Pas tous logés à la même enseigne
Avec le confinement, l’apparition au grand jour d’acteurs traditionnellement invisibles a mis en lumière l’écart entre, pour reprendre l’expression consacrée, des « cols blancs » pouvant télétravailler à la maison et des « cols bleus » dont la présence est requise sur le lieu de travail. Cette ligne de partage n’est pas sans questionner les communicants internes, dont la fonction consiste à être vecteurs d’unité plutôt que relais de forces centrifuges.

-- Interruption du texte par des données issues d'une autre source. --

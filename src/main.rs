use std::path::PathBuf;

use anyhow::Context;
use chrono::{Duration, NaiveDate};
use clap::{Parser, Subcommand};

mod config;
mod distance;
mod error;
mod logging;
mod models;
mod report;
mod scoring;
mod stats;
mod store;

use models::{Entry, CHALLENGE_START};

#[derive(Parser)]
#[command(name = "step-challenge")]
#[command(about = "Weekly step tracker and leaderboard for the 3-month step challenge", long_about = None)]
struct Cli {
    /// Session file holding the current data (defaults to $STEP_CHALLENGE_STATE, then ./step_challenge.json)
    #[arg(long, global = true)]
    state: Option<PathBuf>,
    /// Log filter used when RUST_LOG is unset
    #[arg(long, global = true, default_value = "warn")]
    log_level: String,
    #[command(subcommand)]
    command: Commands,
}

#[derive(Subcommand)]
enum Commands {
    /// Team totals and distance achievement
    Summary,
    /// Current standings by points
    Leaderboard,
    /// Every weekly entry, newest first, with its index
    Entries,
    /// Log a week of steps for a participant
    Add {
        #[arg(long)]
        name: String,
        #[arg(long)]
        steps: u64,
        #[arg(long, default_value_t = CHALLENGE_START)]
        week_start: NaiveDate,
        /// Defaults to six days after the week start
        #[arg(long)]
        week_end: Option<NaiveDate>,
    },
    /// Delete an entry by the index shown in `entries`
    Delete {
        #[arg(long)]
        name: String,
        #[arg(long)]
        index: usize,
    },
    /// Write a JSON backup of all data
    Export {
        /// Print to stdout when omitted
        #[arg(long)]
        out: Option<PathBuf>,
    },
    /// Replace all data with a JSON backup
    Import {
        #[arg(long)]
        file: PathBuf,
    },
    /// Clear every entry and restore the default roster
    Reset {
        #[arg(long)]
        confirm: bool,
    },
    /// Weekly step progression as CSV
    Trends {
        /// Print to stdout when omitted
        #[arg(long)]
        out: Option<PathBuf>,
    },
    /// Generate a markdown report
    Report {
        #[arg(long, default_value = "report.md")]
        out: PathBuf,
    },
    /// Show the points system, or preview points for a weekly total
    Points {
        #[arg(long)]
        steps: Option<u64>,
    },
    /// Describe how far a number of steps would take you
    Distance {
        #[arg(long)]
        steps: u64,
    },
}

fn main() -> anyhow::Result<()> {
    let cli = Cli::parse();
    logging::init(&cli.log_level)?;

    match &cli.command {
        Commands::Points { steps } => {
            print!("{}", report::render_points_system());
            if let Some(steps) = *steps {
                println!("{}", report::render_points_preview(steps));
            }
            return Ok(());
        }
        Commands::Distance { steps } => {
            println!("{}", distance::describe(*steps));
            return Ok(());
        }
        _ => {}
    }

    let state_path = config::resolve_state_path(cli.state);
    let mut data = store::load_or_seed(&state_path)?;

    match cli.command {
        Commands::Summary => {
            println!("3-Month Step Challenge ({})", report::challenge_dates());
            print!("{}", report::render_summary(&data));
        }
        Commands::Leaderboard => {
            print!("{}", report::render_leaderboard(&data));
        }
        Commands::Entries => {
            print!("{}", report::render_entries(&data));
        }
        Commands::Add {
            name,
            steps,
            week_start,
            week_end,
        } => {
            let entry = Entry {
                week_start,
                week_end: week_end.unwrap_or(week_start + Duration::days(6)),
                steps,
            };
            data.add_entry(&name, entry)?;
            store::save(&data, &state_path)?;
            let weeks = data.get(&name).map_or(0, |p| p.entries.len());
            println!(
                "Added {} steps for {name}, now {weeks} weeks logged ({}).",
                report::with_commas(steps),
                report::render_points_preview(steps)
            );
        }
        Commands::Delete { name, index } => {
            let removed = data.delete_entry(&name, index)?;
            store::save(&data, &state_path)?;
            println!(
                "Deleted {name}'s entry for {} to {} ({} steps).",
                removed.week_start,
                removed.week_end,
                report::with_commas(removed.steps)
            );
        }
        Commands::Export { out } => {
            let json = data.export_json()?;
            match out {
                Some(path) => {
                    std::fs::write(&path, json)
                        .with_context(|| format!("failed to write {}", path.display()))?;
                    println!("Backup written to {}.", path.display());
                }
                None => println!("{json}"),
            }
        }
        Commands::Import { file } => {
            let text = std::fs::read_to_string(&file)
                .with_context(|| format!("failed to read {}", file.display()))?;
            data.import_json(&text).with_context(|| {
                format!("{} was not imported; existing data kept", file.display())
            })?;
            store::save(&data, &state_path)?;
            println!(
                "Data imported successfully ({} participants).",
                data.participants().len()
            );
        }
        Commands::Reset { confirm } => {
            if !confirm {
                anyhow::bail!("reset deletes all entries; rerun with --confirm to proceed");
            }
            data.reset();
            store::save(&data, &state_path)?;
            println!("All entries cleared.");
        }
        Commands::Trends { out } => {
            let rows = match &out {
                Some(path) => {
                    let file = std::fs::File::create(path)
                        .with_context(|| format!("failed to create {}", path.display()))?;
                    report::write_trends_csv(&data, file)?
                }
                None => report::write_trends_csv(&data, std::io::stdout().lock())?,
            };
            if rows == 0 {
                eprintln!("No data yet. Add some entries to see trends!");
            } else if let Some(path) = out {
                println!("Wrote {rows} trend rows to {}.", path.display());
            }
        }
        Commands::Report { out } => {
            report::write_report(&data, &out)?;
            println!("Report written to {}.", out.display());
        }
        Commands::Points { .. } | Commands::Distance { .. } => {}
    }

    Ok(())
}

Nous n’avons pas tous été loges à la même enseigne dans cette crise, tant du point de vue de l’organisation et des conditions de travail que de la place dans la chaine de production et de valeur », explique Denis Maillard, dans le n° 46 des Cahiers de la communication interne..
Sensible aux fractures, comme aux ciments qui les contiennent, Denis Maillard rejoignait là les thèses de Jérôme Fourquet sur l’archipellisation de notre société multiple et divisée.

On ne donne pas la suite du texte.